From b84d7717abe920eb586aeb0c2b0b861953aad032 Mon Sep 17 00:00:00 2001
From: Nancy <najilau@ucsc.edu>
Date: Tue, 24 Mar 2026 11:39:32 -0700
Subject: [PATCH 2/5] style: format grader tests

---
 hud/native/tests/test_graders.py | 4 +---
 1 file changed, 1 insertion(+), 3 deletions(-)

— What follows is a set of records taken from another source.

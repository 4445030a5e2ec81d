//! Terminal input.
//!
//! Independent of any UI framework: [`KeyBindings`] maps `crossterm` key
//! events to [`Command`]s, and [`KeyTracker`] turns the raw event stream into
//! clean press/release edges, including on terminals that never report key
//! releases.

pub mod handler;
pub mod map;

pub use blockfall_types as types;

pub use handler::{InputEvent, KeyTracker};
pub use map::{should_quit, Command, KeyBindings, KeySet};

diff --git a/hud/native/tests/test_graders.py b/hud/native/tests/test_graders.py
index 5deff2f2b..76032d2b1 100644
--- a/hud/native/tests/test_graders.py
+++ b/hud/native/tests/test_graders.py
@@ -146,9 +146,7 @@ async def test_scenario_can_yield_grade_from_subscores(self) -> None:
         @env.scenario("bash-graded")
         async def bash_graded_scenario():
             yield "Run the verification"
-            yield Grade.from_subscores(
-                [BashGrader.grade(weight=1.0, command="echo verified")]
-            )
+            yield Grade.from_subscores([BashGrader.grade(weight=1.0, command="echo verified")])
 
         prompt = await env.run_scenario_setup("bash-graded", {})
         assert prompt == "Run the verification"

From 521b1fef331d7efff6ea83329a7c1fea1fa0538c Mon Sep 17 00:00:00 2001
From: Nancy <najilau@ucsc.edu>
Date: Tue, 24 Mar 2026 11:49:22 -0700
Subject: [PATCH 3/5] fix: handle grader name collisions and penalties

---
 hud/native/graders.py            | 30 +++++++++++++++++----------
 hud/native/tests/test_graders.py | 35 ++++++++++++++++++++++++++++++++
 2 files changed, 54 insertions(+), 11 deletions(-)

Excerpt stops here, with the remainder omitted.